Write out exactly the lines below that run from the one containing "pub struct ProblemDevice" through the one containing "pub fn matches(&self, device: &dyn", both included, with no other lines.
Data excerpts: Begin
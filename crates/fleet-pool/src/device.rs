//! Target device capability surface
//!
//! The pool never drives hardware itself; it orchestrates calls against the
//! `TargetDevice` trait, which per-platform driver crates implement.

use core::error::Error;
use std::fmt;
use std::sync::Arc;

use fleet_types::PerfSpec;
use fleet_types::Platform;

/// Error returned by a device operation.
#[derive(Debug, derive_more::Display)]
#[display("{device}: {message}")]
pub struct DeviceError {
    pub device: String,
    pub message: String,
}

impl Error for DeviceError {}

impl DeviceError {
    pub fn new(device: impl Into<String>, message: impl Into<String>) -> Self {
        Self {
            device: device.into(),
            message: message.into(),
        }
    }
}

/// A live device handle.
///
/// State predicates are expected to be cheap; the operations may block on
/// platform I/O. Implementations must be safe to share across the threads
/// of concurrent test runs.
pub trait TargetDevice: Send + Sync {
    fn name(&self) -> String;

    fn platform(&self) -> Platform;

    fn model(&self) -> String {
        String::new()
    }

    fn perf_spec(&self) -> PerfSpec {
        PerfSpec::Unspecified
    }

    fn is_on(&self) -> bool;

    fn is_connected(&self) -> bool;

    fn is_available(&self) -> bool;

    fn power_on(&self) -> std::result::Result<(), DeviceError>;

    fn connect(&self) -> std::result::Result<(), DeviceError>;

    fn disconnect(&self) -> std::result::Result<(), DeviceError>;

    fn reboot(&self) -> std::result::Result<(), DeviceError>;

    /// Release all driver-side resources. The handle must not be used
    /// afterwards.
    fn dispose(&self);
}

/// Stable identity of a device within the pool: platform plus
/// case-insensitive name.
#[derive(Debug, Clone, PartialEq, Eq, Hash)]
pub struct DeviceKey {
    platform: Platform,
    name: String,
}

impl DeviceKey {
    pub fn new(name: &str, platform: Platform) -> Self {
        Self {
            platform,
            name: name.to_ascii_lowercase(),
        }
    }

    pub fn of(device: &dyn TargetDevice) -> Self {
        Self::new(&device.name(), device.platform())
    }

    pub fn platform(&self) -> &Platform {
        &self.platform
    }
}

impl fmt::Display for DeviceKey {
    fn fmt(&self, f: &mut fmt::Formatter<'_>) -> fmt::Result {
        write!(f, "{} ({})", self.name, self.platform)
    }
}

/// A device marked as currently unusable after a connection or validation
/// failure. Keyed by name and platform so the underlying definition is not
/// lost.
#[derive(Debug, Clone, PartialEq, Eq)]
pub struct ProblemDevice {
    pub name: String,
    pub platform: Platform,
}

impl ProblemDevice {
    pub fn of(device: &dyn TargetDevice) -> Self {
        Self {
            name: device.name(),
            platform: device.platform(),
        }
    }

    pub fn matches(&self, device: &dyn TargetDevice) -> bool {
        self.name.eq_ignore_ascii_case(&device.name()) && self.platform == device.platform()
    }
}

impl fmt::Display for ProblemDevice {
    fn fmt(&self, f: &mut fmt::Formatter<'_>) -> fmt::Result {
        write!(f, "{} ({})", self.name, self.platform)
    }
}

/// Shared device handle as stored by the pool.
pub type SharedDevice = Arc<dyn TargetDevice>;
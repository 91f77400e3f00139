//! Shared type definitions for the device fleet
//!
//! This crate contains the value types shared across the fleet components:
//! platform identifiers, performance tiers, availability windows, and static
//! device definitions together with their file/reference-string parsers.

mod definition;
mod window;

pub use definition::parse_definition_list;
pub use definition::parse_reference_list;
pub use definition::DeviceDefinition;
pub use definition::DeviceReference;
pub use window::AvailabilityWindow;

use std::fmt;
use std::hash::Hash;
use std::hash::Hasher;
use std::str::FromStr;

use serde::Deserialize;
use serde::Deserializer;
use serde::Serialize;
use serde::Serializer;
use thiserror::Error;

/// Errors produced while parsing fleet type values.
#[derive(Debug, Error)]
pub enum TypesError {
    #[error("Invalid availability window: {value}")]
    InvalidWindow { value: String },

    #[error("Invalid performance spec: {value}")]
    InvalidPerfSpec { value: String },

    #[error("Invalid device reference token: {token}")]
    InvalidReference { token: String },

    #[error("Device definition parse error: {0}")]
    Json(#[from] serde_json::Error),
}

/// Result type for fleet type parsing.
pub type Result<T> = std::result::Result<T, TypesError>;

/// Platform identifier for a device.
///
/// Comparison and hashing are case-insensitive; the original spelling is
/// preserved for display.
#[derive(Debug, Clone)]
pub struct Platform(String);

impl Platform {
    pub fn new(name: impl Into<String>) -> Self {
        Self(name.into())
    }

    pub fn as_str(&self) -> &str {
        &self.0
    }

    /// Whether this platform is a desktop (local-machine) platform.
    pub fn is_desktop(&self) -> bool {
        const DESKTOP_PLATFORMS: &[&str] = &["Win64", "Mac", "Linux"];
        DESKTOP_PLATFORMS
            .iter()
            .any(|p| p.eq_ignore_ascii_case(&self.0))
    }

    /// The desktop platform of the machine the pool is running on.
    pub fn host() -> Self {
        if cfg!(target_os = "windows") {
            Self::new("Win64")
        } else if cfg!(target_os = "macos") {
            Self::new("Mac")
        } else {
            Self::new("Linux")
        }
    }
}

impl PartialEq for Platform {
    fn eq(&self, other: &Self) -> bool {
        self.0.eq_ignore_ascii_case(&other.0)
    }
}

impl Eq for Platform {}

impl Hash for Platform {
    fn hash<H: Hasher>(&self, state: &mut H) {
        for b in self.0.bytes() {
            state.write_u8(b.to_ascii_lowercase());
        }
    }
}

impl fmt::Display for Platform {
    fn fmt(&self, f: &mut fmt::Formatter<'_>) -> fmt::Result {
        f.write_str(&self.0)
    }
}

impl From<&str> for Platform {
    fn from(name: &str) -> Self {
        Self::new(name)
    }
}

impl Serialize for Platform {
    fn serialize<S: Serializer>(&self, serializer: S) -> std::result::Result<S::Ok, S::Error> {
        serializer.serialize_str(&self.0)
    }
}

impl<'de> Deserialize<'de> for Platform {
    fn deserialize<D: Deserializer<'de>>(deserializer: D) -> std::result::Result<Self, D::Error> {
        String::deserialize(deserializer).map(Self)
    }
}

/// Performance tier required of a device.
#[derive(Debug, Clone, Copy, PartialEq, Eq, Hash, Default)]
pub enum PerfSpec {
    #[default]
    Unspecified,
    Minimum,
    Recommended,
    High,
}

impl fmt::Display for PerfSpec {
    fn fmt(&self, f: &mut fmt::Formatter<'_>) -> fmt::Result {
        write!(f, "{self:?}")
    }
}

impl FromStr for PerfSpec {
    type Err = TypesError;

    fn from_str(s: &str) -> Result<Self> {
        match s.trim().to_ascii_lowercase().as_str() {
            "" | "unspecified" => Ok(Self::Unspecified),
            "minimum" => Ok(Self::Minimum),
            "recommended" => Ok(Self::Recommended),
            "high" => Ok(Self::High),
            _ => Err(TypesError::InvalidPerfSpec {
                value: s.to_string(),
            }),
        }
    }
}

impl Serialize for PerfSpec {
    fn serialize<S: Serializer>(&self, serializer: S) -> std::result::Result<S::Ok, S::Error> {
        serializer.serialize_str(&self.to_string())
    }
}

impl<'de> Deserialize<'de> for PerfSpec {
    fn deserialize<D: Deserializer<'de>>(deserializer: D) -> std::result::Result<Self, D::Error> {
        let value = String::deserialize(deserializer)?;
        value.parse().map_err(serde::de::Error::custom)
    }
}

#[cfg(test)]
mod tests {
    use super::*;

    #[test]
    fn platform_comparison_ignores_case() {
        assert_eq!(Platform::new("Win64"), Platform::new("win64"));
        assert_ne!(Platform::new("Win64"), Platform::new("Android"));
    }

    #[test]
    fn platform_display_preserves_spelling() {
        assert_eq!(Platform::new("SwitchDevKit").to_string(), "SwitchDevKit");
    }

    #[test]
    fn desktop_platform_classification() {
        assert!(Platform::new("Win64").is_desktop());
        assert!(Platform::new("linux").is_desktop());
        assert!(!Platform::new("Android").is_desktop());
        assert!(Platform::host().is_desktop());
    }

    #[test]
    fn perf_spec_parses_case_insensitively() {
        assert_eq!("recommended".parse::<PerfSpec>().unwrap(), PerfSpec::Recommended);
        assert_eq!("HIGH".parse::<PerfSpec>().unwrap(), PerfSpec::High);
        assert_eq!("".parse::<PerfSpec>().unwrap(), PerfSpec::Unspecified);
        assert!("ultra".parse::<PerfSpec>().is_err());
    }
}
Data excerpts: End
Solution to this problem »
pub struct ProblemDevice {
    pub name: String,
    pub platform: Platform,
}

impl ProblemDevice {
    pub fn of(device: &dyn TargetDevice) -> Self {
        Self {
            name: device.name(),
            platform: device.platform(),
        }
    }

    pub fn matches(&self, device: &dyn TargetDevice) -> bool {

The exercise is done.